§ **Brief**
Please restate exactly the lines of the data below, beginning with the line containing "u32, _max_attempts: u32)" and ending with the last line.
[Entries supplied]
//! Tool implementations for the agent system
//!
//! This module provides the concrete [`ToolHandler`]s the orchestrator
//! dispatches to by name.
//!
//! | Tool | Module | Backend |
//! |------|--------|---------|
//! | `search_tool` | [`web::search`] | DuckDuckGo Instant Answer API |
//! | `calculator_tool` | [`calculator`] | local parser |
//! | `weather_tool` | [`web::weather`] | Open-Meteo |
//! | `pdf_summarizer_tool` | [`pdf`] | `pdf-extract` (feature `pdf-tools`) |
//! | `system_tool` | [`system`] | `sysinfo` + filesystem |
//! | `rag_tool` | [`rag`] | in-memory document store |
//!
//! [`ToolHandler`]: toolcall_domain::ToolHandler

pub mod calculator;
pub mod pdf;
pub mod rag;
pub mod system;
pub mod web;

mod args;

pub use calculator::CalculatorTool;
pub use pdf::PdfSummarizerTool;
pub use rag::{Document, DocumentStore, RagTool};
pub use system::SystemTool;
pub use web::{SearchTool, WeatherTool};

use crate::config::FileToolsConfig;
use std::time::Duration;
use toolcall_domain::{RegistryError, ToolRegistry};

/// Per-request timeout of the shared HTTP client.
pub const HTTP_TIMEOUT: Duration = Duration::from_secs(10);

/// Shared HTTP client for the web tools.
pub fn http_client(timeout: Duration) -> Result<reqwest::Client, reqwest::Error> {
    reqwest::Client::builder()
        .timeout(timeout)
        .user_agent(concat!("toolcall-agent/", env!("CARGO_PKG_VERSION")))
        .build()
}

/// Register every built-in tool, in rule-table order.
pub fn default_registry(
    config: &FileToolsConfig,
    client: reqwest::Client,
) -> Result<ToolRegistry, RegistryError> {
    let mut registry = ToolRegistry::new();
    registry.register(SearchTool::new(client.clone(), config.search_results))?;
    registry.register(CalculatorTool::new())?;
    registry.register(WeatherTool::new(client))?;
    registry.register(PdfSummarizerTool::new())?;
    registry.register(SystemTool::from_config(&config.allowed_paths))?;
    registry.register(RagTool::new())?;
    Ok(registry)
}

#[cfg(test)]
mod tests {
    use super::*;
    use toolcall_domain::agent::rules::{
        CALCULATOR_TOOL, PDF_SUMMARIZER_TOOL, RAG_TOOL, SEARCH_TOOL, SYSTEM_TOOL, WEATHER_TOOL,
    };

    #[test]
    fn test_default_registry_has_all_tools_in_order() {
        let client = http_client(HTTP_TIMEOUT).unwrap();
        let registry = default_registry(&FileToolsConfig::default(), client).unwrap();
        assert_eq!(
            registry.names(),
            vec![
                SEARCH_TOOL,
                CALCULATOR_TOOL,
                WEATHER_TOOL,
                PDF_SUMMARIZER_TOOL,
                SYSTEM_TOOL,
                RAG_TOOL
            ]
        );
    }

    #[test]
    fn test_every_tool_has_one_required_parameter() {
        let client = http_client(HTTP_TIMEOUT).unwrap();
        let registry = default_registry(&FileToolsConfig::default(), client).unwrap();
        for descriptor in registry.list() {
            assert!(!descriptor.description.is_empty(), "{}", descriptor.name);
            assert!(
                descriptor.required_parameters().count() == 1,
                "{} should have exactly one required parameter",
                descriptor.name
            );
        }
    }
}
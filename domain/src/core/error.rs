//! Domain error types
//!
//! The taxonomy separates failures that are absorbed locally (invalid plan
//! steps, tool failures, fallback synthesis failures) from failures of the
//! orchestration spine itself, which surface as `success = false`.

use std::time::Duration;

use thiserror::Error;

use crate::tool::value_objects::ToolError;

/// Agent-level errors
#[derive(Error, Debug, Clone, PartialEq)]
pub enum AgentError {
    /// A plan step references an unknown tool or carries malformed
    /// arguments. The step is dropped; the run continues.
    #[error("Invalid plan step for '{tool}': {reason}")]
    InvalidPlanStep { tool: String, reason: String },

    /// A tool handler failed. Captured into a `ToolResult`.
    #[error("Tool execution failed: {0}")]
    ToolExecution(ToolError),

    /// Fallback answer composition failed. Replaced by a generic answer.
    #[error("Synthesis failed: {0}")]
    Synthesis(String),

    /// The selector or synthesizer failed in a way no fallback absorbed.
    #[error("{0}")]
    Fatal(String),

    #[error("Query timed out after {0:?}")]
    Timeout(Duration),

    #[error("Query cancelled")]
    Cancelled,
}

impl AgentError {
    /// Whether this error ends the run with `success = false`.
    pub fn is_fatal(&self) -> bool {
        matches!(
            self,
            AgentError::Fatal(_) | AgentError::Timeout(_) | AgentError::Cancelled
        )
    }

    /// Check if this error represents a cancellation
    pub fn is_cancelled(&self) -> bool {
        matches!(self, AgentError::Cancelled)
    }
}

#[cfg(test)]
mod tests {
    use super::*;

    #[test]
    fn test_error_display() {
        let err = AgentError::InvalidPlanStep {
            tool: "weather_tool".into(),
            reason: "missing location".into(),
        };
        assert_eq!(
            err.to_string(),
            "Invalid plan step for 'weather_tool': missing location"
        );
        assert_eq!(
            AgentError::Timeout(Duration::from_secs(5)).to_string(),
            "Query timed out after 5s"
        );
    }

    #[test]
    fn test_fatal_classification() {
        assert!(AgentError::Fatal("selector".into()).is_fatal());
        assert!(AgentError::Cancelled.is_fatal());
        assert!(AgentError::Timeout(Duration::from_millis(50)).is_fatal());
        assert!(!AgentError::Synthesis("oops".into()).is_fatal());
        assert!(!AgentError::ToolExecution(ToolError::timeout("x")).is_fatal());
        assert!(AgentError::Cancelled.is_cancelled());
    }
}
//! LLM configuration from TOML (`[llm]` section)
//!
//! Any OpenAI-compatible `/chat/completions` endpoint works. Without an API
//! key the agent runs on its keyword rules and extractive answers.
//!
//! ```toml
//! [llm]
//! base_url = "https://api.openai.com/v1"
//! model = "gpt-3.5-turbo"
//! temperature = 0.3
//! fallback_on_error = false
//! ```

use serde::{Deserialize, Serialize};

pub const DEFAULT_BASE_URL: &str = "https://api.openai.com/v1";
pub const DEFAULT_MODEL: &str = "gpt-3.5-turbo";

/// Raw LLM configuration from TOML
#[derive(Debug, Clone, PartialEq, Serialize, Deserialize)]
#[serde(default)]
pub struct FileLlmConfig {
    /// API key; `OPENAI_API_KEY` is used when unset
    pub api_key: Option<String>,
    pub base_url: String,
    pub model: String,
    pub temperature: f32,
    pub max_tokens: u32,
    /// HTTP request timeout
    pub timeout_secs: u64,
    /// Use keyword rules / extractive answers when the LLM fails at runtime
    pub fallback_on_error: bool,
}

impl Default for FileLlmConfig {
    fn default() -> Self {
        Self {
            api_key: None,
            base_url: DEFAULT_BASE_URL.to_string(),
            model: DEFAULT_MODEL.to_string(),
            temperature: 0.3,
            max_tokens: 1000,
            timeout_secs: 60,
            fallback_on_error: false,
        }
    }
}

impl FileLlmConfig {
    /// Configured API key, ignoring blank values.
    pub fn api_key(&self) -> Option<&str> {
        self.api_key
            .as_deref()
            .map(str::trim)
            .filter(|k| !k.is_empty())
    }
}
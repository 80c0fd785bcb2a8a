//! Hand-written mocks shared by the use case tests.

use std::collections::VecDeque;
use std::sync::{Arc, Mutex};
use std::sync::atomic::{AtomicU32, Ordering};
use std::time::Duration;

use async_trait::async_trait;
use serde_json::json;
use toolcall_domain::{ToolArguments, ToolDescriptor, ToolError, ToolHandler, ToolParameter};

use crate::ports::llm_gateway::{GatewayError, LlmAvailability, LlmGateway, LlmSession};

/// Gateway that replays scripted responses, one per `send`.
#[derive(Clone)]
pub struct ScriptedGateway {
    responses: Arc<Mutex<VecDeque<Result<String, GatewayError>>>>,
    pub prompts: Arc<Mutex<Vec<String>>>,
}

impl ScriptedGateway {
    pub fn new(responses: Vec<Result<String, GatewayError>>) -> Self {
        Self {
            responses: Arc::new(Mutex::new(responses.into())),
            prompts: Arc::new(Mutex::new(Vec::new())),
        }
    }

    pub fn prompt_count(&self) -> usize {
        self.prompts.lock().unwrap().len()
    }
}

#[async_trait]
impl LlmSession for ScriptedGateway {
    async fn send(&self, content: &str) -> Result<String, GatewayError> {
        self.prompts.lock().unwrap().push(content.to_string());
        self.responses
            .lock()
            .unwrap()
            .pop_front()
            .unwrap_or_else(|| Err(GatewayError::Other("script exhausted".into())))
    }
}

#[async_trait]
impl LlmGateway for ScriptedGateway {
    fn availability(&self) -> LlmAvailability {
        LlmAvailability::Available {
            model: "scripted".into(),
        }
    }

    async fn create_session_with_system_prompt(
        &self,
        _system_prompt: &str,
    ) -> Result<Box<dyn LlmSession>, GatewayError> {
        Ok(Box::new(self.clone()))
    }
}

/// Evaluates `a + b` style expressions well enough for tests.
pub struct MockCalculator;

#[async_trait]
impl ToolHandler for MockCalculator {
    fn descriptor(&self) -> ToolDescriptor {
        ToolDescriptor::new("calculator_tool", "Evaluate arithmetic")
            .with_parameter(ToolParameter::new("expression", "Expression", true))
    }

    async fn execute(&self, arguments: &ToolArguments) -> Result<serde_json::Value, ToolError> {
        let expression = arguments
            .get("expression")
            .and_then(|v| v.as_str())
            .unwrap_or_default();
        let sum: f64 = expression
            .split('+')
            .map(|t| t.trim().parse::<f64>())
            .sum::<Result<f64, _>>()
            .map_err(|e| ToolError::invalid_argument(e.to_string()))?;
        Ok(json!({"expression": expression, "result": sum, "summary": format!("{} = {}", expression, sum)}))
    }
}

/// Tool with a configurable name that fails its first `failures` calls.
pub struct FlakyTool {
    pub name: &'static str,
    pub failures: u32,
    pub calls: AtomicU32,
    pub seen: Mutex<Vec<ToolArguments>>,
}

impl FlakyTool {
    pub fn new(name: &'static str, failures: u32) -> Self {
        Self {
            name,
            failures,
            calls: AtomicU32::new(0),
            seen: Mutex::new(Vec::new()),
        }
    }

    pub fn always_failing(name: &'static str) -> Self {
        Self::new(name, u32::MAX)
    }

    pub fn call_count(&self) -> u32 {
        self.calls.load(Ordering::SeqCst)
    }
}

#[async_trait]
impl ToolHandler for FlakyTool {
    fn descriptor(&self) -> ToolDescriptor {
        let param = match self.name {
            "weather_tool" => "location",
            "search_tool" => "query",
            "rag_tool" => "question",
            _ => "input",
        };
        ToolDescriptor::new(self.name, "Sometimes works")
            .with_parameter(ToolParameter::new(param, "Input", true))
    }

    async fn execute(&self, arguments: &ToolArguments) -> Result<serde_json::Value, ToolError> {
        self.seen.lock().unwrap().push(arguments.clone());
        let call = self.calls.fetch_add(1, Ordering::SeqCst) + 1;
        if call <= self.failures {
            Err(ToolError::execution_failed(format!("{} unavailable (call {})", self.name, call)))
        } else {
            Ok(json!({"summary": format!("{} ok on call {}", self.name, call)}))
        }
    }
}

/// Tool that panics on every call.
pub struct PanickingTool;

#[async_trait]
impl ToolHandler for PanickingTool {
    fn descriptor(&self) -> ToolDescriptor {
        ToolDescriptor::new("panicking_tool", "Always panics")
    }

    async fn execute(&self, _arguments: &ToolArguments) -> Result<serde_json::Value, ToolError> {
        panic!("handler exploded");
    }
}

/// Tool that sleeps before answering.
pub struct SlowTool(pub Duration);

#[async_trait]
impl ToolHandler for SlowTool {
    fn descriptor(&self) -> ToolDescriptor {
        ToolDescriptor::new("slow_tool", "Takes its time")
    }

    async fn execute(&self, _arguments: &ToolArguments) -> Result<serde_json::Value, ToolError> {
        tokio::time::sleep(self.0).await;
        Ok(json!({"summary": "finally"}))
    }
}
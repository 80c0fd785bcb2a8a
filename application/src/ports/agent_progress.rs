//! Agent execution progress port.
//!
//! [`AgentProgressNotifier`] is an **output port** that the presentation layer
//! implements to display real-time progress of one orchestrator run.
//! All callback argument types come from the domain layer.

use toolcall_domain::{ExecutionPhase, ToolCall, ToolCallPlan, ToolResult};

/// Progress notifier for agent execution.
///
/// All methods have default no-op implementations, so implementers only
/// need to override the callbacks they care about.
pub trait AgentProgressNotifier: Send + Sync {
    /// Called when the run transitions to a new phase
    fn on_phase_change(&self, _phase: &ExecutionPhase) {}

    /// Called once the selector produced a plan
    fn on_plan_selected(&self, _plan: &ToolCallPlan) {}

    /// Called before each attempt of a tool call
    fn on_tool_attempt(&self, _call: &ToolCall, _attempt: u32, _max_attempts: u32) {}

    /// Called with the terminal result of a planned step
    fn on_tool_result(&self, _result: &ToolResult) {}

    /// Called when the final answer is ready
    fn on_answer(&self, _answer: &str, _success: bool) {}
}

/// No-op progress notifier
pub struct NoAgentProgress;

impl AgentProgressNotifier for NoAgentProgress {}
[/Entries supplied]
§ **Result**
    fn on_tool_attempt(&self, _call: &ToolCall, _attempt: u32, _max_attempts: u32) {}

    /// Called with the terminal result of a planned step
    fn on_tool_result(&self, _result: &ToolResult) {}

    /// Called when the final answer is ready
    fn on_answer(&self, _answer: &str, _success: bool) {}
}

/// No-op progress notifier
pub struct NoAgentProgress;

impl AgentProgressNotifier for NoAgentProgress {}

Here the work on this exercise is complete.